What I came up with were a castle, and Jesus.

The castle was started in 1929 by a guy named Harry Andrews. The blurb on RoadsideAmerica.com made him sound like a pederast ("Three facts, however, seem pretty clear: Harry built an imposing European-style castle by himself, Harry had a low opinion of the modern world, and Harry really enjoyed the company of young men."), but I think that says more about the writer than the subject. Harry used to take local boys down to the river and taught them to fish and such, and was a scoutmaster, and gave them Sunday-school lessons. I don't think that was all that unusual in the 1920s in places like rural Ohio; I think it was viewed as the duty of every adult. (And no, I'm not naive.) Harry and his group of boys formed a sort of club, which they called the Knights of the Golden Trail. Then Harry decided that knights needed a castle. So Harry did what anybody would've done: he built a castle. And this is it.

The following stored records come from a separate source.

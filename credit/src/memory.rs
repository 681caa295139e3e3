//! In-process credit ledger backed by a finite treasury reserve.

use std::collections::HashMap;
use std::sync::Mutex;

use reclaim_types::{AccountId, CreditAmount};
use tracing::debug;

use crate::error::TransferError;
use crate::ledger::CreditLedger;

struct Balances {
    reserve: CreditAmount,
    accounts: HashMap<AccountId, CreditAmount>,
}

/// A credit ledger that pays transfers out of a fixed reserve.
///
/// Transfers fail once the reserve is exhausted, which is what makes a
/// redemption roll back in a running service.
pub struct InMemoryCreditLedger {
    inner: Mutex<Balances>,
}

impl InMemoryCreditLedger {
    pub fn new(reserve: CreditAmount) -> Self {
        Self {
            inner: Mutex::new(Balances {
                reserve,
                accounts: HashMap::new(),
            }),
        }
    }

    /// Remaining treasury reserve.
    pub fn reserve(&self) -> CreditAmount {
        self.inner
            .lock()
            .map(|b| b.reserve)
            .unwrap_or(CreditAmount::ZERO)
    }
}

impl CreditLedger for InMemoryCreditLedger {
    fn transfer(&self, to: &AccountId, amount: CreditAmount) -> Result<(), TransferError> {
        if to.is_null() {
            return Err(TransferError::InvalidRecipient);
        }
        let mut balances = self
            .inner
            .lock()
            .map_err(|_| TransferError::Unavailable("balance lock poisoned".into()))?;

        let reserve = balances.reserve.checked_sub(amount).ok_or(
            TransferError::InsufficientReserve {
                needed: amount.raw(),
                available: balances.reserve.raw(),
            },
        )?;
        let current = balances.accounts.get(to).copied().unwrap_or_default();
        let credited = current.checked_add(amount).ok_or(TransferError::Overflow)?;

        balances.reserve = reserve;
        balances.accounts.insert(to.clone(), credited);
        debug!(to = %to, amount = amount.raw(), "credit transferred");
        Ok(())
    }

    fn balance_of(&self, account: &AccountId) -> CreditAmount {
        self.inner
            .lock()
            .ok()
            .and_then(|b| b.accounts.get(account).copied())
            .unwrap_or_default()
    }
}

#[cfg(test)]
mod tests {
    use super::*;

    #[test]
    fn transfer_moves_reserve_to_recipient() {
        let ledger = InMemoryCreditLedger::new(CreditAmount::new(1_000));
        let alice = AccountId::new("alice");
        ledger.transfer(&alice, CreditAmount::new(300)).unwrap();
        assert_eq!(ledger.balance_of(&alice), CreditAmount::new(300));
        assert_eq!(ledger.reserve(), CreditAmount::new(700));
    }

    #[test]
    fn exhausted_reserve_rejects_without_side_effects() {
        let ledger = InMemoryCreditLedger::new(CreditAmount::new(100));
        let alice = AccountId::new("alice");
        let err = ledger.transfer(&alice, CreditAmount::new(101)).unwrap_err();
        assert_eq!(
            err,
            TransferError::InsufficientReserve {
                needed: 101,
                available: 100
            }
        );
        assert_eq!(ledger.balance_of(&alice), CreditAmount::ZERO);
        assert_eq!(ledger.reserve(), CreditAmount::new(100));
    }

    #[test]
    fn null_recipient_rejected() {
        let ledger = InMemoryCreditLedger::new(CreditAmount::new(100));
        assert_eq!(
            ledger.transfer(&AccountId::new(""), CreditAmount::new(1)),
            Err(TransferError::InvalidRecipient)
        );
    }

    #[test]
    fn unknown_account_has_zero_balance() {
        let ledger = InMemoryCreditLedger::new(CreditAmount::ZERO);
        assert!(ledger.balance_of(&AccountId::new("nobody")).is_zero());
    }
}
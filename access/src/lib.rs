//! Access gate for the Reclaim ledger.
//!
//! Distinguishes a single owner, a set of admins, and regular callers.
//! The ledger only consumes the capability checks of [`AccessGate`];
//! admin-set management is exposed to the administrative surface.
//!
//! The owner is always privileged, but is never stored in the admin set, so
//! removing admins can never strip the owner's privilege.

pub mod error;
pub mod gate;

pub use error::AccessError;
pub use gate::{is_privileged, AccessGate, AdminRegistry};
//! Account registry: identity to record, in registration order.

use std::collections::HashMap;
use std::sync::{Arc, Mutex};

use reclaim_types::AccountId;

use crate::error::LedgerError;
use crate::profile::AccountRecord;

/// Shared handle to one account's record. Locking it serializes all
/// operations on that account.
pub type AccountHandle = Arc<Mutex<AccountRecord>>;

/// The set of registered identities.
///
/// Keeps an append-only registration order next to the lookup map; the
/// leaderboard relies on it for its tie-break.
#[derive(Default)]
pub struct AccountRegistry {
    order: Vec<AccountId>,
    accounts: HashMap<AccountId, AccountHandle>,
}

impl AccountRegistry {
    pub fn new() -> Self {
        Self::default()
    }

    /// Create a profile for `identity` with all counters at zero.
    pub fn register(
        &mut self,
        identity: AccountId,
        display_name: impl Into<String>,
    ) -> Result<AccountHandle, LedgerError> {
        if identity.is_null() {
            return Err(LedgerError::InvalidTarget);
        }
        if self.accounts.contains_key(&identity) {
            return Err(LedgerError::AlreadyRegistered(identity.to_string()));
        }
        let handle = Arc::new(Mutex::new(AccountRecord::new(
            identity.clone(),
            display_name,
        )));
        self.order.push(identity.clone());
        self.accounts.insert(identity, Arc::clone(&handle));
        Ok(handle)
    }

    /// Re-insert a previously captured record (snapshot restore).
    pub(crate) fn insert_record(&mut self, record: AccountRecord) -> Result<(), LedgerError> {
        let identity = record.profile.identity.clone();
        if self.accounts.contains_key(&identity) {
            return Err(LedgerError::AlreadyRegistered(identity.to_string()));
        }
        self.order.push(identity.clone());
        self.accounts.insert(identity, Arc::new(Mutex::new(record)));
        Ok(())
    }

    pub fn is_registered(&self, identity: &AccountId) -> bool {
        self.accounts.contains_key(identity)
    }

    pub fn get(&self, identity: &AccountId) -> Result<AccountHandle, LedgerError> {
        self.accounts
            .get(identity)
            .cloned()
            .ok_or_else(|| LedgerError::NotRegistered(identity.to_string()))
    }

    pub fn len(&self) -> usize {
        self.order.len()
    }

    pub fn is_empty(&self) -> bool {
        self.order.is_empty()
    }

    /// Account handles in registration order.
    pub fn iter(&self) -> impl Iterator<Item = &AccountHandle> {
        self.order.iter().filter_map(|id| self.accounts.get(id))
    }
}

He was still building it when he died in 1981. He left it to the Knights, which operate it now as a museum dedicated to Harry's memory.  It's quite impressive, worth every penny of the $3 admission: four storeys, from dungeon to tower, plus beautiful gardens, moat, and crennelated barbicans stretching the length of the property, which I would guess to be about 6 acres along the Little Maine River. I spent about an hour going through the rooms and gardens.

After that I found Jesus. What more can I say?